Quickstart ladder (recommended)
Start with one deterministic signal and move from CLI to notebook, Python API, HTTP API, then optional agent/MCP surfaces:
Who this is for
- Forecasting practitioners who need a pre-model diagnostic for lag usefulness.
- Data scientists comparing direct vs mediated dependence across horizons.
- Teams building production triage flows (CLI, API, or notebooks) around deterministic metrics.
Fastest quickstart (repo / contributor path)
uv sync && MPLBACKEND=Agg uv run python scripts/run_canonical_examples.py
What result you get
- Canonical AMI and pAMI JSON outputs in
outputs/json/canonical/. - Canonical diagnostic figures in
outputs/figures/canonical/. - Deterministic A-E pattern classification plus lag recommendations per series.
Where to go next
- Executive one-page overview: docs/executive_summary.md
- Benchmark panel evaluation:
MPLBACKEND=Agg uv run python scripts/run_benchmark_panel.py - Exogenous driver analysis:
MPLBACKEND=Agg uv run python scripts/run_exog_analysis.py - Component selection guide: docs/why_use_this.md
- Industrial scenario guide: docs/use_cases_industrial.md
- HTTP API contract reference: docs/api_contract.md
- Observability and auditability guide: docs/observability.md
- Agent layer contract (deterministic-first): docs/agent_layer.md
- Results summary (evidence-first): docs/results_summary.md
- Durable notebook narratives (primary docs layer): docs/notebooks/README.md
- Agentic walkthrough notebook: notebooks/walkthroughs/03_triage_end_to_end.ipynb
- Deterministic payload/serializer deep dive notebook: notebooks/triage/06_agent_ready_triage_interpretation.ipynb
- Full docs index: docs/README.md
Visual architecture summary
flowchart TD
subgraph Adapters
CLI["CLI"]
API["FastAPI + SSE"]
MCP["MCP Server"]
Agent["PydanticAI Agent + Payload Adapters"]
end
subgraph Ports["Ports (9 Protocols)"]
P["Validator · CurveCompute · Significance · Interpretation · Recommendation · ReportRenderer · Settings · EventEmitter · Checkpoint"]
end
subgraph UseCases["Use Cases"]
UC1["run_triage() · run_batch_triage()"]
UC2["Rolling-Origin Evaluation"]
end
subgraph Services["Diagnostic Services"]
S1["Profile · IT Limits · Learning Curves"]
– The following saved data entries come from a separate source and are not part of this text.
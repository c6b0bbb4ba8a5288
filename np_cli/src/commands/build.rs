//! Build command implementation.

use std::path::{Path, PathBuf};
use std::time::Instant;

use np_core::Error;
use np_io::{BuildRequest, Builder};

use crate::display::{done, format_elapsed, step};

const MANIFEST: &str = "package.xml";

/// Assemble a build request for an unpacked source tree.
pub fn request(
    source: PathBuf,
    xml: Option<PathBuf>,
    install_dir: Option<PathBuf>,
    cleanup: bool,
    parallel: usize,
    configure_args: Vec<String>,
) -> Result<BuildRequest, Error> {
    let manifest_path = match xml {
        Some(path) => path,
        None => find_manifest(&source)?,
    };

    Ok(BuildRequest {
        source_dir: source,
        install_dir,
        manifest_path,
        configure_args,
        parallel,
        cleanup,
    })
}

/// `package.xml` in `source`, else in its parent.
fn find_manifest(source: &Path) -> Result<PathBuf, Error> {
    let absolute = std::path::absolute(source).map_err(|e| Error::fs(source, e))?;

    std::iter::once(absolute.as_path())
        .chain(absolute.parent())
        .map(|dir| dir.join(MANIFEST))
        .find(|candidate| candidate.is_file())
        .ok_or_else(|| Error::ManifestFailure {
            path: absolute.join(MANIFEST),
            message: "not found in the source directory or its parent (use --xml)".to_string(),
        })
}

pub async fn run(builder: &Builder, mut request: BuildRequest) -> Result<(), Error> {
    let start = Instant::now();
    step(format!("Building {}", request.source_dir.display()));

    let report = builder.build(&mut request).await?;

    if report.compiled {
        done(format!("compiled and installed {}", report.package));
    } else {
        done(format!("installed existing build of {}", report.package));
    }
    step(format!("Finished in {}", format_elapsed(start.elapsed())));
    Ok(())
}

#[cfg(test)]
mod tests {
    use super::*;
    use tempfile::TempDir;

    #[test]
    fn manifest_found_in_source_dir() {
        let tmp = TempDir::new().unwrap();
        std::fs::write(tmp.path().join("package.xml"), "<package/>").unwrap();

        let found = find_manifest(tmp.path()).unwrap();
        assert_eq!(found, tmp.path().join("package.xml"));
    }

    #[test]
    fn manifest_found_in_parent_dir() {
        let tmp = TempDir::new().unwrap();
        let source = tmp.path().join("redis-5.1.1");
        std::fs::create_dir(&source).unwrap();
        std::fs::write(tmp.path().join("package.xml"), "<package/>").unwrap();

        let found = find_manifest(&source).unwrap();
        assert_eq!(found, tmp.path().join("package.xml"));
    }

    #[test]
    fn missing_manifest_is_reported() {
        let tmp = TempDir::new().unwrap();
        let source = tmp.path().join("src");
        std::fs::create_dir(&source).unwrap();

        let err = find_manifest(&source).unwrap_err();
        assert!(matches!(err, Error::ManifestFailure { ref path, .. } if path == &source.join("package.xml")));
    }

    #[test]
    fn explicit_xml_skips_lookup() {
        let req = request(
            PathBuf::from("/nonexistent/src"),
            Some(PathBuf::from("/elsewhere/package.xml")),
            None,
            true,
            4,
            vec!["--enable-foo".to_string()],
        )
        .unwrap();

        assert_eq!(req.manifest_path, PathBuf::from("/elsewhere/package.xml"));
        assert_eq!(req.parallel, 4);
        assert!(req.cleanup);
        assert_eq!(req.configure_args, vec!["--enable-foo"]);
    }
}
S2["Spectral · Complexity Band · Lyapunov"]
end
subgraph Triage["Triage Sub-domain"]
T1["Readiness Gate · Method Router"]
T2["F1–F6 Diagnostic Models"]
T3["Batch Ranking · Events · Result Bundle"]
end
subgraph Domain
D1["metrics · validation · interpretation"]
D2["surrogates · scorers · spectral_utils · config · types"]
end
Adapters --> Ports
Ports --> UseCases
UseCases --> Services
Services --> Triage
UseCases --> Triage
Triage --> Domain
The package follows hexagonal (ports-and-adapters) architecture. Domain code has no dependency on adapters; adapters wire concrete implementations at the edge.
Common use cases
- Signal triage — classify whether a series is likely forecastable at useful horizons.
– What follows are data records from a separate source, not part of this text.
//! Build manifest model, as declared by a source package's `package.xml`.

use std::cmp::Ordering;

use crate::stability::Stability;
use crate::version::Version;

#[derive(Debug, Clone, Default, PartialEq, Eq)]
pub struct Manifest {
    pub name: String,
    pub summary: String,
    pub description: String,
    pub version: String,
    pub api_version: String,
    pub stability: Stability,
    pub api_stability: Stability,
    pub license: String,
    pub php: RuntimeRequirement,
    pub required_extensions: Vec<ExtensionDependency>,
    pub optional_extensions: Vec<ExtensionDependency>,
    pub configure_options: Vec<ConfigureOption>,
    pub changelog: Vec<ChangelogEntry>,
}

/// Host runtime version bounds; every bound is optional.
#[derive(Debug, Clone, Default, PartialEq, Eq)]
pub struct RuntimeRequirement {
    pub min: Option<String>,
    pub max: Option<String>,
    pub exclude: Vec<String>,
}

impl RuntimeRequirement {
    pub fn is_empty(&self) -> bool {
        self.min.is_none() && self.max.is_none() && self.exclude.is_empty()
    }

    /// `min` is inclusive, `max` is inclusive, each `exclude` must differ.
    pub fn matches(&self, version: &str) -> bool {
        let current = Version::parse(version);
        let cmp = |bound: &str| current.precedence_cmp(&Version::parse(bound));

        if let Some(min) = &self.min
            && cmp(min) == Ordering::Less
        {
            return false;
        }
        if let Some(max) = &self.max
            && cmp(max) == Ordering::Greater
        {
            return false;
        }
        self.exclude.iter().all(|ex| cmp(ex) != Ordering::Equal)
    }

    /// Human readable form, e.g. `>= 7.0.0, <= 8.99.99, != 7.1.0`.
    pub fn describe(&self) -> String {
        let mut parts = Vec::new();
        if let Some(min) = &self.min {
            parts.push(format!(">= {}", min));
        }
        if let Some(max) = &self.max {
            parts.push(format!("<= {}", max));
        }
        for ex in &self.exclude {
            parts.push(format!("!= {}", ex));
        }
        if parts.is_empty() {
            "any version".to_string()
        } else {
            parts.join(", ")
        }
    }
}

#[derive(Debug, Clone, Default, PartialEq, Eq)]
pub struct ExtensionDependency {
    pub name: String,
    pub min: Option<String>,
    pub max: Option<String>,
    pub exclude: Vec<String>,
}

/// A `./configure` option the package expects an answer for.
#[derive(Debug, Clone, Default, PartialEq, Eq)]
pub struct ConfigureOption {
    pub name: String,
    pub default: String,
    pub prompt: String,
}

#[derive(Debug, Clone, Default, PartialEq, Eq)]
pub struct ChangelogEntry {
    pub version: String,
    pub stability: Stability,
    pub date: String,
    pub notes: String,
}

#[cfg(test)]
mod tests {
    use super::*;

    fn requirement(min: Option<&str>, max: Option<&str>, exclude: &[&str]) -> RuntimeRequirement {
        RuntimeRequirement {
            min: min.map(str::to_string),
            max: max.map(str::to_string),
            exclude: exclude.iter().map(|s| s.to_string()).collect(),
        }
    }

    #[test]
    fn empty_requirement_accepts_everything() {
        let req = RuntimeRequirement::default();
        assert!(req.is_empty());
        assert!(req.matches("5.6.40"));
        assert_eq!(req.describe(), "any version");
    }

    #[test]
    fn bounds_are_inclusive() {
        let req = requirement(Some("7.0.0"), Some("8.99.99"), &[]);
        assert!(req.matches("7.0.0"));
        assert!(req.matches("8.99.99"));
        assert!(req.matches("8.2.10"));
        assert!(!req.matches("5.6.40"));
        assert!(!req.matches("9.0.0"));
    }

    #[test]
    fn exclusions_reject_exact_versions() {
        let req = requirement(Some("7.0.0"), None, &["7.1.0", "7.1.1"]);
        assert!(!req.matches("7.1.0"));
        assert!(!req.matches("7.1.1"));
        assert!(req.matches("7.1.2"));
        assert_eq!(req.describe(), ">= 7.0.0, != 7.1.0, != 7.1.1");
    }
}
- Lookback / horizon screening — identify lag ranges where AMI and pAMI remain informative.
- Forecastability profiling — compute the horizon-wise $h \to F(h)$ profile, peak horizon, and informative horizon set (F1).
- Compression / ceiling detection — check whether theoretical MI limits are violated or nearly saturated (F2).
- Lookback selection — use predictive-information learning curves to pick optimal embedding dimension (F3).
- Spectral vs MI divergence — compare spectral predictability $\Omega$ with AMI to flag nonlinearity (F4).
- Complexity screening — classify signals into low / medium / high complexity bands via permutation + spectral entropy (F6).
- Batch diagnostic ranking — rank 50+ signals on all diagnostics in one call (F7).
- Exogenous driver screening — rank candidate external drivers with CrossAMI/pCrossAMI plus FDR correction (F8).
- Industrial / PdM context — prioritize sensors or telemetry channels before full model pipelines.
Versioning and stability
See the Stability table above. Full release history: CHANGELOG.md. Versioning policy: docs/versioning.md.
Production readiness
- Contract: docs/production_readiness.md
- Safe default path: run deterministic
run_triage()first; treat LLM narration as optional.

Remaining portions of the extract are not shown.